In BUGS language, we can reparameterize the model parameters to reflect the mean and variance, for example for a Gamma distribution:
model {
for ( i in 1:N ) {
y[i] ~ dgamma( shape , rate )
}
# parameterized by mean and standard deviation
shape <- pow(mean,2) / pow(sd,2)
rate <- mean / pow(sd,2)
mean ~ dunif(0,100)
sd ~ dunif(0,100)
}
Can the same be done in Stan? If so, what is the syntax?

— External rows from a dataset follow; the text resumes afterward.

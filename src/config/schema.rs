//! Configuration schema definitions.
//!
//! This module defines the complete configuration structure for the gateway.
//! All types derive Serde traits for deserialization from config files.

use std::time::Duration;

use serde::{Deserialize, Serialize};

/// Root configuration for the gateway.
#[derive(Debug, Clone, Deserialize, Serialize, Default)]
#[serde(default)]
pub struct GatewayConfig {
    /// Listener configuration (bind address, connection limit).
    pub listener: ListenerConfig,

    /// The single upstream API server and its credentials.
    pub upstream: UpstreamConfig,

    /// Timeout configuration.
    pub timeouts: TimeoutConfig,

    /// Size limits for heads, bodies and tunnel buffers.
    pub limits: LimitsConfig,

    /// Observability settings.
    pub observability: ObservabilityConfig,
}

/// Listener configuration.
#[derive(Debug, Clone, Deserialize, Serialize)]
#[serde(default)]
pub struct ListenerConfig {
    /// Bind address (e.g., ":12345" or "127.0.0.1:8080").
    pub bind_address: String,

    /// Maximum concurrent connections (backpressure).
    pub max_connections: usize,

    /// How long in-flight connections may keep running after shutdown starts.
    pub drain_timeout_secs: u64,
}

impl Default for ListenerConfig {
    fn default() -> Self {
        Self {
            bind_address: ":12345".to_string(),
            max_connections: 10_000,
            drain_timeout_secs: 30,
        }
    }
}

impl ListenerConfig {
    /// Bind address in `host:port` form. A bare `:port` means every interface.
    pub fn socket_address(&self) -> String {
        if self.bind_address.starts_with(':') {
            format!("0.0.0.0{}", self.bind_address)
        } else {
            self.bind_address.clone()
        }
    }

    pub fn drain_timeout(&self) -> Duration {
        Duration::from_secs(self.drain_timeout_secs)
    }
}

/// Upstream server definition.
#[derive(Clone, Deserialize, Serialize, Default)]
#[serde(default)]
pub struct UpstreamConfig {
    /// Base URL every request target is appended to (e.g., "http://10.0.0.2:8080").
    pub api_server: String,

    /// Basic-auth user injected into every outbound request (empty is still sent).
    pub username: String,

    /// Basic-auth password injected into every outbound request.
    pub password: String,
}

impl UpstreamConfig {
    /// Whether a username or password is configured.
    pub fn has_credentials(&self) -> bool {
        !self.username.is_empty() || !self.password.is_empty()
    }
}

impl std::fmt::Debug for UpstreamConfig {
    fn fmt(&self, f: &mut std::fmt::Formatter<'_>) -> std::fmt::Result {
        f.debug_struct("UpstreamConfig")
            .field("api_server", &self.api_server)
            .field("username", &self.username)
            .field("password", &if self.password.is_empty() { "" } else { "***" })
            .finish()
    }
}

/// Timeout configuration. A value of zero disables the deadline.
#[derive(Debug, Clone, Deserialize, Serialize)]
#[serde(default)]
pub struct TimeoutConfig {
    /// Upstream connection establishment timeout in seconds.
    pub connect_secs: u64,

    /// Upstream round-trip timeout (plain request or upgrade handshake) in seconds.
    pub upstream_secs: u64,

    /// Tunnel idle timeout: no bytes in either direction for this long closes both legs.
    pub tunnel_idle_secs: u64,
}

impl Default for TimeoutConfig {
    fn default() -> Self {
        Self {
            connect_secs: 5,
            upstream_secs: 30,
            tunnel_idle_secs: 0,
        }
    }
}

impl TimeoutConfig {
    pub fn connect(&self) -> Option<Duration> {
        non_zero_secs(self.connect_secs)
    }

    pub fn upstream(&self) -> Option<Duration> {
        non_zero_secs(self.upstream_secs)
    }

    pub fn tunnel_idle(&self) -> Option<Duration> {
        non_zero_secs(self.tunnel_idle_secs)
    }
}

fn non_zero_secs(secs: u64) -> Option<Duration> {
    (secs > 0).then(|| Duration::from_secs(secs))
}

/// Size limits.
#[derive(Debug, Clone, Deserialize, Serialize)]
#[serde(default)]
pub struct LimitsConfig {
    /// Maximum size of an inbound request head.
    pub max_head_bytes: usize,

    /// Maximum size of a forwarded request body.
    pub max_body_bytes: usize,

    /// Per-direction copy buffer inside a tunnel.
    pub tunnel_buffer_bytes: usize,
}

impl Default for LimitsConfig {
    fn default() -> Self {
        Self {
            max_head_bytes: 64 * 1024,
            max_body_bytes: 16 * 1024 * 1024,
            tunnel_buffer_bytes: 8 * 1024,
        }
    }
}

/// Log output format.
#[derive(Debug, Clone, Copy, Deserialize, Serialize, PartialEq, Eq, Default)]
#[serde(rename_all = "lowercase")]
pub enum LogFormat {
    #[default]
    Pretty,
    Json,
}

/// Observability configuration.
#[derive(Debug, Clone, Deserialize, Serialize)]
#[serde(default)]
pub struct ObservabilityConfig {
    /// Log line format.
    pub log_format: LogFormat,

    /// Enable the Prometheus exporter.
    pub metrics_enabled: bool,

    /// Prometheus scrape address.
    pub metrics_address: String,
}

impl Default for ObservabilityConfig {
    fn default() -> Self {
        Self {
            log_format: LogFormat::Pretty,
            metrics_enabled: false,
            metrics_address: "0.0.0.0:9090".to_string(),
        }
    }
}

#[cfg(test)]
mod tests {
    use super::*;

    #[test]
    fn bare_port_binds_all_interfaces() {
        let listener = ListenerConfig::default();
        assert_eq!(listener.socket_address(), "0.0.0.0:12345");

        let listener = ListenerConfig {
            bind_address: "127.0.0.1:8080".into(),
            ..ListenerConfig::default()
        };
        assert_eq!(listener.socket_address(), "127.0.0.1:8080");
    }

    #[test]
    fn zero_disables_timeouts() {
        let timeouts = TimeoutConfig::default();
        assert_eq!(timeouts.connect(), Some(Duration::from_secs(5)));
        assert_eq!(timeouts.tunnel_idle(), None);
    }

    #[test]
    fn partial_toml_keeps_defaults() {
        let config: GatewayConfig = toml::from_str(
            r#"
            [upstream]
            api_server = "http://api:8080"

            [observability]
            log_format = "json"
            "#,
        )
        .unwrap();
        assert_eq!(config.upstream.api_server, "http://api:8080");
        assert_eq!(config.listener.bind_address, ":12345");
        assert_eq!(config.observability.log_format, LogFormat::Json);
        assert!(!config.upstream.has_credentials());
    }

    #[test]
    fn debug_hides_password() {
        let upstream = UpstreamConfig {
            api_server: String::new(),
            username: "svc".into(),
            password: "hunter2".into(),
        };
        let rendered = format!("{:?}", upstream);
        assert!(!rendered.contains("hunter2"));
        assert!(upstream.has_credentials());
    }
}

Declare the mean and standard deviation in the parameters block
parameters {
real<lower=0> m;
real<lower=0> s;
}
and then map from the mean and standard deviation to the shape and rate in either the transformed parameters block (if you want to save those values) or the model block.
model {
real v = square(s);
real shape = square(m) / v;
real rate = m / v;
target += gamma_lpdf(y | shape, rate);
}
However, using using a uniform prior between 0 and 100 for the mean and standard deviation is a terrible idea.

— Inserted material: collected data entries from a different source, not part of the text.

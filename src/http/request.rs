//! Reading a request off a hijacked connection.
//!
//! # Responsibilities
//! - Own the raw client stream from the first byte (no server framework in between)
//! - Parse the request head, bounded by `max_head_bytes`
//! - Read `Content-Length` or chunked bodies, bounded by `max_body_bytes`
//!
//! # Design Decisions
//! - One request per connection; the connection is closed when its owner drops it
//! - Bytes read past the head stay in the buffer so an upgraded tunnel sees them first

use bytes::{Bytes, BytesMut};
use http::header::{HeaderName, HeaderValue, CONTENT_LENGTH, TRANSFER_ENCODING};
use http::{HeaderMap, Method, Version};
use tokio::io::{AsyncBufReadExt, AsyncRead, AsyncReadExt, AsyncWrite, AsyncWriteExt, BufStream};

use crate::error::GatewayError;

const MAX_HEADERS: usize = 100;

/// A client connection taken over from the listener.
///
/// The buffered stream is the only handle to the socket, so dropping it is
/// the single close on every exit path.
#[derive(Debug)]
pub struct HijackedConnection<S> {
    stream: BufStream<S>,
}

impl<S> HijackedConnection<S>
where
    S: AsyncRead + AsyncWrite + Unpin,
{
    pub fn new(stream: S) -> Self {
        Self {
            stream: BufStream::new(stream),
        }
    }

    /// Buffered reader/writer over the raw stream.
    pub fn stream_mut(&mut self) -> &mut BufStream<S> {
        &mut self.stream
    }

    /// Give up the buffered stream, keeping any bytes already read past the head.
    pub fn into_stream(self) -> BufStream<S> {
        self.stream
    }

    /// Flush and half-close the connection. Safe to call on a dead peer.
    pub async fn close(&mut self) {
        let _ = self.stream.flush().await;
        let _ = self.stream.shutdown().await;
    }
}

/// The client request as received: method, target and headers, plus any body.
#[derive(Debug, Clone)]
pub struct InboundRequest {
    pub method: Method,
    /// Request target exactly as sent (path and query, or absolute form).
    pub target: String,
    pub version: Version,
    pub headers: HeaderMap,
    pub body: Bytes,
}

/// Size limits applied while reading.
#[derive(Debug, Clone, Copy)]
pub struct ReadLimits {
    pub max_head_bytes: usize,
    pub max_body_bytes: usize,
}

/// Read one request from the connection.
///
/// Returns `Ok(None)` when the client closed before sending anything.
pub async fn read_request<S>(
    conn: &mut HijackedConnection<S>,
    limits: ReadLimits,
) -> Result<Option<InboundRequest>, GatewayError>
where
    S: AsyncRead + AsyncWrite + Unpin,
{
    let head = match read_head(conn.stream_mut(), limits.max_head_bytes).await? {
        Some(head) => head,
        None => return Ok(None),
    };
    let mut request = parse_head(&head)?;

    let chunked = request
        .headers
        .get_all(TRANSFER_ENCODING)
        .iter()
        .filter_map(|v| v.to_str().ok())
        .any(|v| v.to_ascii_lowercase().contains("chunked"));

    request.body = if chunked {
        read_chunked_body(conn.stream_mut(), limits.max_body_bytes).await?
    } else if let Some(length) = content_length(&request.headers)? {
        if length > limits.max_body_bytes {
            return Err(GatewayError::BodyTooLarge(limits.max_body_bytes));
        }
        let mut body = vec![0u8; length];
        conn.stream_mut().read_exact(&mut body).await?;
        Bytes::from(body)
    } else {
        Bytes::new()
    };

    Ok(Some(request))
}

/// Read raw head bytes up to and including the blank line.
async fn read_head<R>(reader: &mut R, max_head_bytes: usize) -> Result<Option<Vec<u8>>, GatewayError>
where
    R: AsyncBufReadExt + Unpin,
{
    let mut head = Vec::with_capacity(1024);
    loop {
        let line_start = head.len();
        let read = reader.read_until(b'\n', &mut head).await?;
        if read == 0 {
            if head.is_empty() {
                return Ok(None);
            }
            return Err(GatewayError::MalformedRequest("connection closed mid-head".into()));
        }
        if head.len() > max_head_bytes {
            return Err(GatewayError::HeadTooLarge(max_head_bytes));
        }

        let line = &head[line_start..];
        // Leading blank lines before the request line are tolerated.
        if line == b"\r\n" || line == b"\n" {
            if line_start == 0 {
                head.clear();
                continue;
            }
            return Ok(Some(head));
        }
    }
}

fn parse_head(head: &[u8]) -> Result<InboundRequest, GatewayError> {
    let mut headers = [httparse::EMPTY_HEADER; MAX_HEADERS];
    let mut req = httparse::Request::new(&mut headers);
    match req.parse(head) {
        Ok(httparse::Status::Complete(_)) => {}
        Ok(httparse::Status::Partial) => {
            return Err(GatewayError::MalformedRequest("incomplete request head".into()))
        }
        Err(e) => return Err(GatewayError::MalformedRequest(e.to_string())),
    }

    let method = req
        .method
        .ok_or_else(|| GatewayError::MalformedRequest("missing method".into()))
        .and_then(|m| {
            Method::from_bytes(m.as_bytes())
                .map_err(|e| GatewayError::MalformedRequest(e.to_string()))
        })?;
    let target = req
        .path
        .ok_or_else(|| GatewayError::MalformedRequest("missing request target".into()))?
        .to_string();
    let version = match req.version {
        Some(0) => Version::HTTP_10,
        _ => Version::HTTP_11,
    };

    let mut map = HeaderMap::with_capacity(req.headers.len());
    for header in req.headers.iter() {
        let name = HeaderName::from_bytes(header.name.as_bytes())
            .map_err(|e| GatewayError::MalformedRequest(format!("header name: {}", e)))?;
        let value = HeaderValue::from_bytes(header.value)
            .map_err(|e| GatewayError::MalformedRequest(format!("header {}: {}", name, e)))?;
        map.append(name, value);
    }

    Ok(InboundRequest {
        method,
        target,
        version,
        headers: map,
        body: Bytes::new(),
    })
}

fn content_length(headers: &HeaderMap) -> Result<Option<usize>, GatewayError> {
    let mut values = headers.get_all(CONTENT_LENGTH).iter();
    let Some(first) = values.next() else {
        return Ok(None);
    };
    let parse = |v: &HeaderValue| {
        v.to_str()
            .ok()
            .and_then(|s| s.trim().parse::<usize>().ok())
            .ok_or_else(|| GatewayError::MalformedRequest("invalid content-length".into()))
    };
    let length = parse(first)?;
    for other in values {
        if parse(other)? != length {
            return Err(GatewayError::MalformedRequest("conflicting content-length".into()));
        }
    }
    Ok(Some(length))
}

async fn read_chunked_body<R>(reader: &mut R, max_body_bytes: usize) -> Result<Bytes, GatewayError>
where
    R: AsyncBufReadExt + AsyncReadExt + Unpin,
{
    let mut body = BytesMut::new();
    let mut line = Vec::new();
    loop {
        line.clear();
        if reader.read_until(b'\n', &mut line).await? == 0 {
            return Err(GatewayError::MalformedRequest("connection closed mid-body".into()));
        }
        let size_field = std::str::from_utf8(&line)
            .map_err(|_| GatewayError::MalformedRequest("invalid chunk size".into()))?
            .trim();
        // Chunk extensions follow a ';' and are ignored.
        let size_hex = size_field.split(';').next().unwrap_or_default().trim();
        let size = usize::from_str_radix(size_hex, 16)
            .map_err(|_| GatewayError::MalformedRequest(format!("invalid chunk size {:?}", size_hex)))?;

        if size == 0 {
            // Trailers are read and dropped up to the final blank line.
            loop {
                line.clear();
                let read = reader.read_until(b'\n', &mut line).await?;
                if read == 0 || line == b"\r\n" || line == b"\n" {
                    return Ok(body.freeze());
                }
            }
        }

        if body.len() + size > max_body_bytes {
            return Err(GatewayError::BodyTooLarge(max_body_bytes));
        }
        let start = body.len();
        body.resize(start + size, 0);
        reader.read_exact(&mut body[start..]).await?;

        let mut crlf = [0u8; 2];
        reader.read_exact(&mut crlf).await?;
        if &crlf != b"\r\n" {
            return Err(GatewayError::MalformedRequest("missing chunk terminator".into()));
        }
    }
}

#[cfg(test)]
mod tests {
    use super::*;
    use tokio::io::{duplex, AsyncWriteExt};

    const LIMITS: ReadLimits = ReadLimits {
        max_head_bytes: 4096,
        max_body_bytes: 1024,
    };

    async fn read_from(raw: &[u8], limits: ReadLimits) -> Result<Option<InboundRequest>, GatewayError> {
        let (mut client, server) = duplex(64 * 1024);
        client.write_all(raw).await.unwrap();
        drop(client);
        let mut conn = HijackedConnection::new(server);
        read_request(&mut conn, limits).await
    }

    #[tokio::test]
    async fn parses_upgrade_head() {
        let request = read_from(
            b"GET /chat?room=1 HTTP/1.1\r\nHost: gw\r\nUpgrade: websocket\r\nConnection: Upgrade\r\n\r\n",
            LIMITS,
        )
        .await
        .unwrap()
        .unwrap();

        assert_eq!(request.method, Method::GET);
        assert_eq!(request.target, "/chat?room=1");
        assert_eq!(request.headers["upgrade"], "websocket");
        assert!(request.body.is_empty());
    }

    #[tokio::test]
    async fn reads_content_length_body() {
        let request = read_from(
            b"POST /items HTTP/1.1\r\nContent-Length: 5\r\n\r\nhello",
            LIMITS,
        )
        .await
        .unwrap()
        .unwrap();
        assert_eq!(&request.body[..], b"hello");
    }

    #[tokio::test]
    async fn reads_chunked_body() {
        let request = read_from(
            b"POST /items HTTP/1.1\r\nTransfer-Encoding: chunked\r\n\r\n5\r\nhello\r\n6;ext=1\r\n world\r\n0\r\nX-Trailer: 1\r\n\r\n",
            LIMITS,
        )
        .await
        .unwrap()
        .unwrap();
        assert_eq!(&request.body[..], b"hello world");
    }

    #[tokio::test]
    async fn eof_before_head_is_not_an_error() {
        assert!(read_from(b"", LIMITS).await.unwrap().is_none());
    }

    #[tokio::test]
    async fn enforces_limits() {
        let small = ReadLimits {
            max_head_bytes: 32,
            max_body_bytes: 4,
        };
        let err = read_from(b"GET / HTTP/1.1\r\nX-Long: aaaaaaaaaaaaaaaaaaaaaaaaa\r\n\r\n", small)
            .await
            .unwrap_err();
        assert!(matches!(err, GatewayError::HeadTooLarge(32)));

        let err = read_from(b"POST / HTTP/1.1\r\nContent-Length: 10\r\n\r\n0123456789", small)
            .await
            .unwrap_err();
        assert!(matches!(err, GatewayError::BodyTooLarge(4)));
    }

    #[tokio::test]
    async fn rejects_garbage() {
        let err = read_from(b"\x01\x02 nonsense\r\n\r\n", LIMITS).await.unwrap_err();
        assert!(matches!(err, GatewayError::MalformedRequest(_)));

        let err = read_from(b"GET / HTTP/1.1\r\nHost: gw\r\n", LIMITS).await.unwrap_err();
        assert!(matches!(err, GatewayError::MalformedRequest(_)));
    }

    #[tokio::test]
    async fn bytes_after_head_stay_buffered() {
        let (mut client, server) = duplex(1024);
        client
            .write_all(b"GET /ws HTTP/1.1\r\nUpgrade: x\r\nConnection: upgrade\r\n\r\nearly")
            .await
            .unwrap();
        drop(client);

        let mut conn = HijackedConnection::new(server);
        read_request(&mut conn, LIMITS).await.unwrap().unwrap();

        let mut rest = Vec::new();
        conn.into_stream().read_to_end(&mut rest).await.unwrap();
        assert_eq!(rest, b"early");
    }
}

This reminded me that for GPs we recommend also gamma, but it would be easier to work with mean and scale of gamma than shape and rate. Would it be possible to have builtin function with m, s parameterization?
Possible, but if we are going to put multiple parameterizations of the same distribution into Stan Math, we need a plan to manage the confusion. I don’t know if gamma_mean_sd_lpdf is adequate.